_GIVEN RECORDS_.
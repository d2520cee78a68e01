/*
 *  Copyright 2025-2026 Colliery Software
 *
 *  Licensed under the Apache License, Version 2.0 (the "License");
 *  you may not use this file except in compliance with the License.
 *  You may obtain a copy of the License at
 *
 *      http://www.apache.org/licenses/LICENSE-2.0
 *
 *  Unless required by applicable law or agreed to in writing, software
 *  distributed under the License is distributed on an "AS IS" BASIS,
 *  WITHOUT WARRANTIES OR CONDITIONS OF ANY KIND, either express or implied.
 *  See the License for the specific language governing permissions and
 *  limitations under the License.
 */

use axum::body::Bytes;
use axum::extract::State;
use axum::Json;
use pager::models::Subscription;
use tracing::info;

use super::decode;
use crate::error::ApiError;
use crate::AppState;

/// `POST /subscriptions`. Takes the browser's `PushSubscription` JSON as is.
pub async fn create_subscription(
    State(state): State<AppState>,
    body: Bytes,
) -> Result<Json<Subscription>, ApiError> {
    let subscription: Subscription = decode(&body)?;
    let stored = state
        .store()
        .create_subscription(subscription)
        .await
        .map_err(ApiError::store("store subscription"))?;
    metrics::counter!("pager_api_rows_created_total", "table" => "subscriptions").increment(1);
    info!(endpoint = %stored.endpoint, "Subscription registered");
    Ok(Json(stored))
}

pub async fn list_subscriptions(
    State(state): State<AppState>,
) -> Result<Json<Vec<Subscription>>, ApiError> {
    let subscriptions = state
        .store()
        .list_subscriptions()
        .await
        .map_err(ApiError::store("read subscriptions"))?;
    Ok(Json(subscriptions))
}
* * *
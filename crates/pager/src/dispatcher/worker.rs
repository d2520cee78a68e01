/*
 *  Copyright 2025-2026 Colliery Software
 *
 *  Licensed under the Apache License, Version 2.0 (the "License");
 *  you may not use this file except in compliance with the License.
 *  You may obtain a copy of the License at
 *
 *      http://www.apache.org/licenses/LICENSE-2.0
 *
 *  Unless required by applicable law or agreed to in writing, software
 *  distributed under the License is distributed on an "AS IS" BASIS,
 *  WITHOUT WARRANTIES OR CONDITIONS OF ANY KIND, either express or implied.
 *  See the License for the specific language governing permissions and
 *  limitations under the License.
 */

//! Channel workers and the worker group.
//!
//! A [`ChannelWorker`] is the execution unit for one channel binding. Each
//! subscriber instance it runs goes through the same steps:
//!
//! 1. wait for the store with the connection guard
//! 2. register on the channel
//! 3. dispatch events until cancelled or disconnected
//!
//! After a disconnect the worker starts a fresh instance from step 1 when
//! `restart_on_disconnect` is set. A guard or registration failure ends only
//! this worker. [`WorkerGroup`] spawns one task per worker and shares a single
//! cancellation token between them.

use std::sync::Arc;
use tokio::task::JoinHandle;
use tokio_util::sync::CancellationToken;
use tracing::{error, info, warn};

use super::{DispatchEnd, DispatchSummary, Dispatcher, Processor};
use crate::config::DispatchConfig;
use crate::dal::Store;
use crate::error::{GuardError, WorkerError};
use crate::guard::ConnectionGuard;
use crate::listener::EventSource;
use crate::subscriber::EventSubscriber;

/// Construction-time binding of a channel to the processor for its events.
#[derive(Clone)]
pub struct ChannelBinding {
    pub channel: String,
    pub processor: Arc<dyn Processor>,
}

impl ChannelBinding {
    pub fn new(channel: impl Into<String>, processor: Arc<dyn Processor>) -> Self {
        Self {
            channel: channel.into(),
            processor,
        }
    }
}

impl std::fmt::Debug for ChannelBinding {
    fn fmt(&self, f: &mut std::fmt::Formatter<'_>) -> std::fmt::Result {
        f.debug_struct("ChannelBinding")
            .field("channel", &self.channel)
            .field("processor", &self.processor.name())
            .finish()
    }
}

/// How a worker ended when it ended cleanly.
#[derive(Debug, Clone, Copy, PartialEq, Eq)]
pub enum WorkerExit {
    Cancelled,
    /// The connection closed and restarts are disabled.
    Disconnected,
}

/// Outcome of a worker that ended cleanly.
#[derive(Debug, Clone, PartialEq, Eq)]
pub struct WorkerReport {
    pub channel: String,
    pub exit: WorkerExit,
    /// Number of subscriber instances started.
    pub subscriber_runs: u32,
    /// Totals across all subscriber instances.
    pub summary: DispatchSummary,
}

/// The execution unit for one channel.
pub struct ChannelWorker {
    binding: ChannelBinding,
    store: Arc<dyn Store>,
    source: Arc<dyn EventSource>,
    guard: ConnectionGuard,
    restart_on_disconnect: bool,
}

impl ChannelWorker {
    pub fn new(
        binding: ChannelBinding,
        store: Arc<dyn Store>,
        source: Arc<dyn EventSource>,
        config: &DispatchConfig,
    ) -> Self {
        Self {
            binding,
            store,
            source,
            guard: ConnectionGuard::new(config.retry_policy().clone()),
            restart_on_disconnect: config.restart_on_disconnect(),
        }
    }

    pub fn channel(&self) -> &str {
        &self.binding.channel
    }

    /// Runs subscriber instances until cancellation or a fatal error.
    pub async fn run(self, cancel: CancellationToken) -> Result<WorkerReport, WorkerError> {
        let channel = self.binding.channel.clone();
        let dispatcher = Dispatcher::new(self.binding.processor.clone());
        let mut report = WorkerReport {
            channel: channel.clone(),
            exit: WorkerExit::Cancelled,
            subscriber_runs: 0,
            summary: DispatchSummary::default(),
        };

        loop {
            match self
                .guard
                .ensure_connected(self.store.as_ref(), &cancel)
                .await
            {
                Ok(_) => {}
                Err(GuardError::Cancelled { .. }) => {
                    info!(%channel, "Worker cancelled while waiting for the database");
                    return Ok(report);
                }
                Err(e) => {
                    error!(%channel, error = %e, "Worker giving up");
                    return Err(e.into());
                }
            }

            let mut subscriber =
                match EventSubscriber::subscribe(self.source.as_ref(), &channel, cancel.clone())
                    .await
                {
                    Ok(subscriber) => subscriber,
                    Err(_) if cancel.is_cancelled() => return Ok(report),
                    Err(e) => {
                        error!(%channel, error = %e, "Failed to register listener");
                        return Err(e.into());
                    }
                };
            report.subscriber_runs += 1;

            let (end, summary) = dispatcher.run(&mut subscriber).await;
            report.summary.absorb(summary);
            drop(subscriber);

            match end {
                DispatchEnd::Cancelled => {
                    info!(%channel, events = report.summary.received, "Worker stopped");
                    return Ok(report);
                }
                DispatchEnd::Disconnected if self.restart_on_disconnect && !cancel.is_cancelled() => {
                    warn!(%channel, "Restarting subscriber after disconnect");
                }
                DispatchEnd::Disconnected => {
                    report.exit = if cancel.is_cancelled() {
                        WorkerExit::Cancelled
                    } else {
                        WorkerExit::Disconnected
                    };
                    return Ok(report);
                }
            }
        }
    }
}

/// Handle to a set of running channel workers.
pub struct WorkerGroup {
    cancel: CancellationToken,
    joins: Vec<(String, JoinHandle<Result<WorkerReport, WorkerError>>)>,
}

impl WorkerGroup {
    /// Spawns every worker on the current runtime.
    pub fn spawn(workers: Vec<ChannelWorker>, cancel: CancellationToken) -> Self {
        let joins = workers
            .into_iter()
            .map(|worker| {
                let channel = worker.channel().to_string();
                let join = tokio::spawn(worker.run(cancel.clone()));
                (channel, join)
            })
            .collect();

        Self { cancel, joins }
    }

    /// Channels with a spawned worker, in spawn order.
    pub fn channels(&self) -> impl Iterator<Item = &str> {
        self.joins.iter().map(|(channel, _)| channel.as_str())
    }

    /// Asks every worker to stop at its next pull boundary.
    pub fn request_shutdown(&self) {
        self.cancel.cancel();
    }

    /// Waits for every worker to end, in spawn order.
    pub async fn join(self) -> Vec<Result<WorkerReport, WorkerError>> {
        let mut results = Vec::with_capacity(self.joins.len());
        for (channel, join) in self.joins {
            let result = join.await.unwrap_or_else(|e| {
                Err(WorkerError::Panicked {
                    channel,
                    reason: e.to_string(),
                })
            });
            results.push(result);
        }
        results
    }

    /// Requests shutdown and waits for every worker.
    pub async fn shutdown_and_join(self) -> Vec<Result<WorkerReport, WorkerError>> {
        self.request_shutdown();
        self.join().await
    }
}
---
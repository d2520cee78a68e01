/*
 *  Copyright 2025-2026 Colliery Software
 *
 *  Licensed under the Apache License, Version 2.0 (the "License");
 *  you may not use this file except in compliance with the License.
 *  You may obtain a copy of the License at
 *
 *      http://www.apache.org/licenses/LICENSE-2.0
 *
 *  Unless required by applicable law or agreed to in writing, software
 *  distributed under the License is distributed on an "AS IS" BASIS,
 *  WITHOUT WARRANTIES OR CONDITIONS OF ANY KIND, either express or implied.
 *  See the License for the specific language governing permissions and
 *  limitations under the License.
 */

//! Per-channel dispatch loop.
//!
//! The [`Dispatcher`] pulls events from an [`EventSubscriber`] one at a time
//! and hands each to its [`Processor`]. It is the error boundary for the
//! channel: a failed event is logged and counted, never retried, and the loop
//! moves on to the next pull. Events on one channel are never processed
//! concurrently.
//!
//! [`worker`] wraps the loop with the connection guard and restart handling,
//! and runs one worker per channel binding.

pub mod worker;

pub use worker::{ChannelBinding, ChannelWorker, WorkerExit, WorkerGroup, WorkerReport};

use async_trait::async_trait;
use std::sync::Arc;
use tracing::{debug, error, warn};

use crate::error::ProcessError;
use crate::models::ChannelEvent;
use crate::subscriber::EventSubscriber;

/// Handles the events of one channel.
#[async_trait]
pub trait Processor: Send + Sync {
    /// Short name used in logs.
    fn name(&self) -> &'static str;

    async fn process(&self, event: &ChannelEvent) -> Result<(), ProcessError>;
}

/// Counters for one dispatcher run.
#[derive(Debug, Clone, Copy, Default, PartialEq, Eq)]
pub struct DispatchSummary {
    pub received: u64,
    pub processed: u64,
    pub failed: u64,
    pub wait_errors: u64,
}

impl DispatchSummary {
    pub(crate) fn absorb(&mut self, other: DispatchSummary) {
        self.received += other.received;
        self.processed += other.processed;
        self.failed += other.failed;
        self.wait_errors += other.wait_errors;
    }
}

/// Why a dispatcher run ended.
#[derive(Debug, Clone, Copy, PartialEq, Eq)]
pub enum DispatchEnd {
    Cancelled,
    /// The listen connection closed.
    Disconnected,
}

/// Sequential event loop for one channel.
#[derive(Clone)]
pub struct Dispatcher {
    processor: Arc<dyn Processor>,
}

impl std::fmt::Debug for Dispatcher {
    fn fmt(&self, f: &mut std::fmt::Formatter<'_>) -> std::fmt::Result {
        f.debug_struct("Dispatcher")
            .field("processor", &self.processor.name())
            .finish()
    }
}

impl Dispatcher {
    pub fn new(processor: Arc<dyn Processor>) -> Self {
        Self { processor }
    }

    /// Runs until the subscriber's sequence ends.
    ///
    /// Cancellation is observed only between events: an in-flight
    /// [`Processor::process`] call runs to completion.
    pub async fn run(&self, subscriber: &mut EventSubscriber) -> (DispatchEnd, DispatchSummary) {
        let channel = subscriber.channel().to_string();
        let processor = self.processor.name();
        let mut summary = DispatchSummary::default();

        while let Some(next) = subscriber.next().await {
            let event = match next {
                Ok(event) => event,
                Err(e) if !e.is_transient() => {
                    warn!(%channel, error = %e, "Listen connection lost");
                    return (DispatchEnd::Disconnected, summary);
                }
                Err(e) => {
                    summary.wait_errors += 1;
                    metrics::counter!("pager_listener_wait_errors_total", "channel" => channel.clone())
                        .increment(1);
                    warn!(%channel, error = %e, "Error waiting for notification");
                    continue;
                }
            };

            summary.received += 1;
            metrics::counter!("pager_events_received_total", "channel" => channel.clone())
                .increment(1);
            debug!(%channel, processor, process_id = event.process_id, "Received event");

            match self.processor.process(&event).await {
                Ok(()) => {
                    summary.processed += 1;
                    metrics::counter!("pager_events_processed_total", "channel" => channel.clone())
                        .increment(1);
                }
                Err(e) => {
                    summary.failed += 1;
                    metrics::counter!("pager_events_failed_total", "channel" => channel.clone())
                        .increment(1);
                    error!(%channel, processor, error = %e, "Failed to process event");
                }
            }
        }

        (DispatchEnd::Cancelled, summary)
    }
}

_WHAT TO DO_. Scan the lines above for the word "body", then copy each line that has it.

_WRITTEN SOLUTION_.
use axum::body::Bytes;
    body: Bytes,
    let subscription: Subscription = decode(&body)?;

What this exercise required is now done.